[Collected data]
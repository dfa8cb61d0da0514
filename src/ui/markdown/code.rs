use super::render::detab;
use crate::ui::theme::Theme;
use crate::utils::syntax::highlight_code_block;
use pulldown_cmark::CodeBlockKind;
use ratatui::text::{Line, Span};

pub(super) fn language_hint_from_codeblock_kind(kind: CodeBlockKind) -> String {
    match kind {
        CodeBlockKind::Indented => String::new(),
        CodeBlockKind::Fenced(info) => info.split_ascii_whitespace().next().unwrap_or("").into(),
    }
}

pub(super) fn push_codeblock_text(code_block_lines: &mut Vec<String>, text: &str) {
    for l in text.lines() {
        code_block_lines.push(detab(l));
    }
}

fn plain_codeblock_lines(code_block_lines: &[String], theme: &Theme) -> Vec<Line<'static>> {
    let style = theme.code_block_style();
    code_block_lines
        .iter()
        .map(|line| Line::from(vec![Span::styled(line.clone(), style)]))
        .collect()
}

/// Turn the buffered code block into lines, highlighted when the language is
/// recognised and highlighting is on, and drain the buffer.
pub(super) fn flush_code_block(
    code_block_lines: &mut Vec<String>,
    syntax_enabled: bool,
    language_hint: &str,
    theme: &Theme,
    indent: usize,
) -> Vec<Line<'static>> {
    if code_block_lines.is_empty() {
        return Vec::new();
    }

    let highlighted = if syntax_enabled {
        let joined = code_block_lines.join("\n");
        highlight_code_block(language_hint, &joined, theme)
    } else {
        None
    };
    let mut produced = highlighted.unwrap_or_else(|| plain_codeblock_lines(code_block_lines, theme));
    code_block_lines.clear();

    if indent > 0 {
        for line in &mut produced {
            line.spans.insert(0, Span::raw(" ".repeat(indent)));
        }
    }
    produced
}
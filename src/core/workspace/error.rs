use std::error::Error as StdError;
use std::fmt;
use std::path::PathBuf;

use crate::core::completion::CompletionError;
use crate::core::config::data::path_display;
use crate::core::config::ConfigError;

#[derive(Debug)]
pub enum StoreError {
    WorkspaceNotFound(String),
    ThreadNotFound(String),
    KnowledgeItemNotFound(String),
    /// The knowledge item exists but is not linked to the workspace.
    KnowledgeNotLinked(String),
    EmptyMessage,
    Read {
        path: PathBuf,
        source: std::io::Error,
    },
    Parse {
        path: PathBuf,
        source: serde_json::Error,
    },
    Serialize(serde_json::Error),
    Write {
        path: PathBuf,
        source: std::io::Error,
    },
    Location(ConfigError),
}

impl fmt::Display for StoreError {
    fn fmt(&self, f: &mut fmt::Formatter<'_>) -> fmt::Result {
        match self {
            StoreError::WorkspaceNotFound(key) => write!(f, "Workspace '{key}' not found"),
            StoreError::ThreadNotFound(key) => write!(f, "Thread '{key}' not found"),
            StoreError::KnowledgeItemNotFound(key) => {
                write!(f, "Knowledge item '{key}' not found")
            }
            StoreError::KnowledgeNotLinked(key) => write!(
                f,
                "Knowledge item '{key}' is not linked to this workspace"
            ),
            StoreError::EmptyMessage => write!(f, "Message is empty"),
            StoreError::Read { path, source } => write!(
                f,
                "Failed to read workspaces at {}: {}",
                path_display(path),
                source
            ),
            StoreError::Parse { path, source } => write!(
                f,
                "Failed to parse workspaces at {}: {}",
                path_display(path),
                source
            ),
            StoreError::Serialize(source) => write!(f, "Failed to serialize workspaces: {source}"),
            StoreError::Write { path, source } => {
                write!(f, "Failed to write {}: {}", path_display(path), source)
            }
            StoreError::Location(source) => write!(f, "{source}"),
        }
    }
}

impl StdError for StoreError {
    fn source(&self) -> Option<&(dyn StdError + 'static)> {
        match self {
            StoreError::Read { source, .. } | StoreError::Write { source, .. } => Some(source),
            StoreError::Parse { source, .. } | StoreError::Serialize(source) => Some(source),
            StoreError::Location(source) => Some(source),
            _ => None,
        }
    }
}

/// Failure of the whole send pipeline.
#[derive(Debug)]
pub enum SendError {
    Store(StoreError),
    Completion(CompletionError),
}

impl fmt::Display for SendError {
    fn fmt(&self, f: &mut fmt::Formatter<'_>) -> fmt::Result {
        match self {
            SendError::Store(err) => write!(f, "{err}"),
            SendError::Completion(err) => write!(f, "{err}"),
        }
    }
}

impl StdError for SendError {
    fn source(&self) -> Option<&(dyn StdError + 'static)> {
        match self {
            SendError::Store(err) => Some(err),
            SendError::Completion(err) => Some(err),
        }
    }
}

impl From<StoreError> for SendError {
    fn from(err: StoreError) -> Self {
        SendError::Store(err)
    }
}

impl From<CompletionError> for SendError {
    fn from(err: CompletionError) -> Self {
        SendError::Completion(err)
    }
}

Exercise brief
Scan the records above for the string "KnowledgeItemNotFound", and copy every line where it turns up.

Answer for the task
    KnowledgeItemNotFound(String),
            StoreError::KnowledgeItemNotFound(key) => {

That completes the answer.